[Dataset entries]
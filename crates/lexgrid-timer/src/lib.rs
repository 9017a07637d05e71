//! Keyed, cancelable deadlines for Lexgrid's room engine.
//!
//! Rooms need several independent timers (countdown, round clock, resync,
//! health check, delayed transitions). Instead of one spawned task per
//! timer, a single [`TimerWheel`] holds every deadline under a caller
//! chosen key, and the engine loop sleeps until the earliest one:
//!
//! ```ignore
//! loop {
//!     tokio::select! {
//!         Some(cmd) = rx.recv() => { /* handle inbound event */ }
//!         _ = sleep_until_due(wheel.next_deadline()) => {
//!             let now = tokio::time::Instant::now().into_std();
//!             while let Some(key) = wheel.pop_due(now) { /* fire */ }
//!         }
//!     }
//! }
//! ```
//!
//! Scheduling a key that already exists replaces the old deadline, and a
//! cancelled or replaced deadline can never fire afterwards: it is removed
//! from the wheel, not flagged.

use std::collections::{BTreeMap, HashMap};
use std::hash::Hash;
use std::time::{Duration, Instant};

use tokio::time::{self, Instant as TokioInstant};
use tracing::{trace, warn};

// ---------------------------------------------------------------------------
// TimerWheel
// ---------------------------------------------------------------------------

/// A set of pending deadlines, at most one per key.
///
/// Deadlines that tie fire in the order they were scheduled.
#[derive(Debug)]
pub struct TimerWheel<K> {
    /// Ordered by `(deadline, schedule order)`.
    by_deadline: BTreeMap<(Instant, u64), K>,
    /// Reverse index so cancel and reschedule are O(log n).
    by_key: HashMap<K, (Instant, u64)>,
    next_seq: u64,
}

impl<K: Clone + Eq + Hash> TimerWheel<K> {
    pub fn new() -> Self {
        Self {
            by_deadline: BTreeMap::new(),
            by_key: HashMap::new(),
            next_seq: 0,
        }
    }

    /// Schedules `key` to fire at `deadline`.
    ///
    /// Returns `true` if an earlier deadline for the same key was replaced.
    pub fn schedule(&mut self, key: K, deadline: Instant) -> bool {
        let replaced = self.cancel(&key);
        let slot = (deadline, self.next_seq);
        self.next_seq += 1;
        self.by_deadline.insert(slot, key.clone());
        self.by_key.insert(key, slot);
        replaced
    }

    /// Convenience for `schedule(key, now + delay)`.
    pub fn schedule_in(&mut self, key: K, now: Instant, delay: Duration) -> bool {
        self.schedule(key, now + delay)
    }

    /// Removes the deadline for `key`. Returns `true` if one existed.
    pub fn cancel(&mut self, key: &K) -> bool {
        match self.by_key.remove(key) {
            Some(slot) => {
                self.by_deadline.remove(&slot);
                true
            }
            None => false,
        }
    }

    /// Removes every deadline whose key matches `pred`. Returns how many.
    pub fn cancel_where(&mut self, pred: impl Fn(&K) -> bool) -> usize {
        let doomed: Vec<K> = self.by_key.keys().filter(|k| pred(k)).cloned().collect();
        for key in &doomed {
            self.cancel(key);
        }
        doomed.len()
    }

    /// The pending deadline for `key`, if any.
    pub fn deadline(&self, key: &K) -> Option<Instant> {
        self.by_key.get(key).map(|(at, _)| *at)
    }

    pub fn contains(&self, key: &K) -> bool {
        self.by_key.contains_key(key)
    }

    /// The earliest pending deadline.
    pub fn next_deadline(&self) -> Option<Instant> {
        self.by_deadline.keys().next().map(|(at, _)| *at)
    }

    /// Removes and returns the earliest key whose deadline is `<= now`.
    ///
    /// Pop one key at a time: handling a fired key may cancel or
    /// reschedule others, and those changes must be visible to the next pop.
    pub fn pop_due(&mut self, now: Instant) -> Option<K> {
        let (&slot, _) = self.by_deadline.iter().next()?;
        if slot.0 > now {
            return None;
        }
        let key = self.by_deadline.remove(&slot)?;
        self.by_key.remove(&key);
        trace!(late_ms = now.saturating_duration_since(slot.0).as_millis() as u64, "timer fired");
        Some(key)
    }

    pub fn len(&self) -> usize {
        self.by_key.len()
    }

    pub fn is_empty(&self) -> bool {
        self.by_key.is_empty()
    }
}

impl<K: Clone + Eq + Hash> Default for TimerWheel<K> {
    fn default() -> Self {
        Self::new()
    }
}

/// Sleeps until `deadline`, or forever when there is none.
///
/// Meant for a `tokio::select!` branch: with no pending timers the branch
/// never completes and the loop only reacts to its other branches.
pub async fn sleep_until_due(deadline: Option<Instant>) {
    match deadline {
        Some(at) => time::sleep_until(TokioInstant::from_std(at)).await,
        None => std::future::pending::<()>().await,
    }
}

// ---------------------------------------------------------------------------
// BudgetMonitor
// ---------------------------------------------------------------------------

/// Tracks how long each pass of an event loop takes.
///
/// A warning is logged when a pass uses more than `warn_threshold` of the
/// budget. The engine runs every room on one task, so a slow pass delays
/// every room's timers.
#[derive(Debug, Clone)]
pub struct BudgetMonitor {
    budget: Duration,
    warn_threshold: f64,
    metrics: LoopMetrics,
}

/// Runtime metrics collected by [`BudgetMonitor`].
#[derive(Debug, Clone, Default)]
pub struct LoopMetrics {
    /// Passes recorded.
    pub passes: u64,
    /// Passes that exceeded the warning threshold.
    pub slow_passes: u64,
    /// Exponential moving average of pass time (α = 0.1).
    pub avg_pass_time: Duration,
    pub max_pass_time: Duration,
}

impl BudgetMonitor {
    /// `warn_threshold` is a fraction of `budget`, clamped to `0.0..=1.0`.
    pub fn new(budget: Duration, warn_threshold: f64) -> Self {
        Self {
            budget,
            warn_threshold: warn_threshold.clamp(0.0, 1.0),
            metrics: LoopMetrics::default(),
        }
    }

    /// Records one pass that took `elapsed`.
    pub fn record(&mut self, elapsed: Duration) {
        self.metrics.passes += 1;
        if elapsed > self.metrics.max_pass_time {
            self.metrics.max_pass_time = elapsed;
        }

        let alpha = 0.1;
        let prev = self.metrics.avg_pass_time.as_secs_f64();
        self.metrics.avg_pass_time =
            Duration::from_secs_f64(prev * (1.0 - alpha) + elapsed.as_secs_f64() * alpha);

        if self.budget.is_zero() {
            return;
        }
        let utilization = elapsed.as_secs_f64() / self.budget.as_secs_f64();
        if utilization >= self.warn_threshold {
            self.metrics.slow_passes += 1;
            warn!(
                elapsed_ms = elapsed.as_secs_f64() * 1000.0,
                budget_ms = self.budget.as_secs_f64() * 1000.0,
                utilization_pct = format!("{:.1}", utilization * 100.0),
                "engine pass approaching budget"
            );
        }
    }

    pub fn metrics(&self) -> &LoopMetrics {
        &self.metrics
    }
}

## Problem requirements
Repeat the whole of the data above exactly as it appears.

## Written response
filename crates/lexgrid-timer/src/lib.rs
repository 9017a07637d05e71
//! Keyed, cancelable deadlines for Lexgrid's room engine.
//!
//! Rooms need several independent timers (countdown, round clock, resync,
//! health check, delayed transitions). Instead of one spawned task per
//! timer, a single [`TimerWheel`] holds every deadline under a caller
//! chosen key, and the engine loop sleeps until the earliest one:
//!
//! ```ignore
//! loop {
//!     tokio::select! {
//!         Some(cmd) = rx.recv() => { /* handle inbound event */ }
//!         _ = sleep_until_due(wheel.next_deadline()) => {
//!             let now = tokio::time::Instant::now().into_std();
//!             while let Some(key) = wheel.pop_due(now) { /* fire */ }
//!         }
//!     }
//! }
//! ```
//!
//! Scheduling a key that already exists replaces the old deadline, and a
//! cancelled or replaced deadline can never fire afterwards: it is removed
//! from the wheel, not flagged.

use std::collections::{BTreeMap, HashMap};
use std::hash::Hash;
use std::time::{Duration, Instant};

use tokio::time::{self, Instant as TokioInstant};
use tracing::{trace, warn};

// ---------------------------------------------------------------------------
// TimerWheel
// ---------------------------------------------------------------------------

/// A set of pending deadlines, at most one per key.
///
/// Deadlines that tie fire in the order they were scheduled.
#[derive(Debug)]
pub struct TimerWheel<K> {
    /// Ordered by `(deadline, schedule order)`.
    by_deadline: BTreeMap<(Instant, u64), K>,
    /// Reverse index so cancel and reschedule are O(log n).
    by_key: HashMap<K, (Instant, u64)>,
    next_seq: u64,
}

impl<K: Clone + Eq + Hash> TimerWheel<K> {
    pub fn new() -> Self {
        Self {
            by_deadline: BTreeMap::new(),
            by_key: HashMap::new(),
            next_seq: 0,
        }
    }

    /// Schedules `key` to fire at `deadline`.
    ///
    /// Returns `true` if an earlier deadline for the same key was replaced.
    pub fn schedule(&mut self, key: K, deadline: Instant) -> bool {
        let replaced = self.cancel(&key);
        let slot = (deadline, self.next_seq);
        self.next_seq += 1;
        self.by_deadline.insert(slot, key.clone());
        self.by_key.insert(key, slot);
        replaced
    }

    /// Convenience for `schedule(key, now + delay)`.
    pub fn schedule_in(&mut self, key: K, now: Instant, delay: Duration) -> bool {
        self.schedule(key, now + delay)
    }

    /// Removes the deadline for `key`. Returns `true` if one existed.
    pub fn cancel(&mut self, key: &K) -> bool {
        match self.by_key.remove(key) {
            Some(slot) => {
                self.by_deadline.remove(&slot);
                true
            }
            None => false,
        }
    }

    /// Removes every deadline whose key matches `pred`. Returns how many.
    pub fn cancel_where(&mut self, pred: impl Fn(&K) -> bool) -> usize {
        let doomed: Vec<K> = self.by_key.keys().filter(|k| pred(k)).cloned().collect();
        for key in &doomed {
            self.cancel(key);
        }
        doomed.len()
    }

    /// The pending deadline for `key`, if any.
    pub fn deadline(&self, key: &K) -> Option<Instant> {
        self.by_key.get(key).map(|(at, _)| *at)
    }

    pub fn contains(&self, key: &K) -> bool {
        self.by_key.contains_key(key)
    }

    /// The earliest pending deadline.
    pub fn next_deadline(&self) -> Option<Instant> {
        self.by_deadline.keys().next().map(|(at, _)| *at)
    }

    /// Removes and returns the earliest key whose deadline is `<= now`.
    ///
    /// Pop one key at a time: handling a fired key may cancel or
    /// reschedule others, and those changes must be visible to the next pop.
    pub fn pop_due(&mut self, now: Instant) -> Option<K> {
        let (&slot, _) = self.by_deadline.iter().next()?;
        if slot.0 > now {
            return None;
        }
        let key = self.by_deadline.remove(&slot)?;
        self.by_key.remove(&key);
        trace!(late_ms = now.saturating_duration_since(slot.0).as_millis() as u64, "timer fired");
        Some(key)
    }

    pub fn len(&self) -> usize {
        self.by_key.len()
    }

    pub fn is_empty(&self) -> bool {
        self.by_key.is_empty()
    }
}

impl<K: Clone + Eq + Hash> Default for TimerWheel<K> {
    fn default() -> Self {
        Self::new()
    }
}

/// Sleeps until `deadline`, or forever when there is none.
///
/// Meant for a `tokio::select!` branch: with no pending timers the branch
/// never completes and the loop only reacts to its other branches.
pub async fn sleep_until_due(deadline: Option<Instant>) {
    match deadline {
        Some(at) => time::sleep_until(TokioInstant::from_std(at)).await,
        None => std::future::pending::<()>().await,
    }
}

// ---------------------------------------------------------------------------
// BudgetMonitor
// ---------------------------------------------------------------------------

/// Tracks how long each pass of an event loop takes.
///
/// A warning is logged when a pass uses more than `warn_threshold` of the
/// budget. The engine runs every room on one task, so a slow pass delays
/// every room's timers.
#[derive(Debug, Clone)]
pub struct BudgetMonitor {
    budget: Duration,
    warn_threshold: f64,
    metrics: LoopMetrics,
}

/// Runtime metrics collected by [`BudgetMonitor`].
#[derive(Debug, Clone, Default)]
pub struct LoopMetrics {
    /// Passes recorded.
    pub passes: u64,
    /// Passes that exceeded the warning threshold.
    pub slow_passes: u64,
    /// Exponential moving average of pass time (α = 0.1).
    pub avg_pass_time: Duration,
    pub max_pass_time: Duration,
}

impl BudgetMonitor {
    /// `warn_threshold` is a fraction of `budget`, clamped to `0.0..=1.0`.
    pub fn new(budget: Duration, warn_threshold: f64) -> Self {
        Self {
            budget,
            warn_threshold: warn_threshold.clamp(0.0, 1.0),
            metrics: LoopMetrics::default(),
        }
    }

    /// Records one pass that took `elapsed`.
    pub fn record(&mut self, elapsed: Duration) {
        self.metrics.passes += 1;
        if elapsed > self.metrics.max_pass_time {
            self.metrics.max_pass_time = elapsed;
        }

        let alpha = 0.1;
        let prev = self.metrics.avg_pass_time.as_secs_f64();
        self.metrics.avg_pass_time =
            Duration::from_secs_f64(prev * (1.0 - alpha) + elapsed.as_secs_f64() * alpha);

        if self.budget.is_zero() {
            return;
        }
        let utilization = elapsed.as_secs_f64() / self.budget.as_secs_f64();
        if utilization >= self.warn_threshold {
            self.metrics.slow_passes += 1;
            warn!(
                elapsed_ms = elapsed.as_secs_f64() * 1000.0,
                budget_ms = self.budget.as_secs_f64() * 1000.0,
                utilization_pct = format!("{:.1}", utilization * 100.0),
                "engine pass approaching budget"
            );
        }
    }

    pub fn metrics(&self) -> &LoopMetrics {
        &self.metrics
    }
}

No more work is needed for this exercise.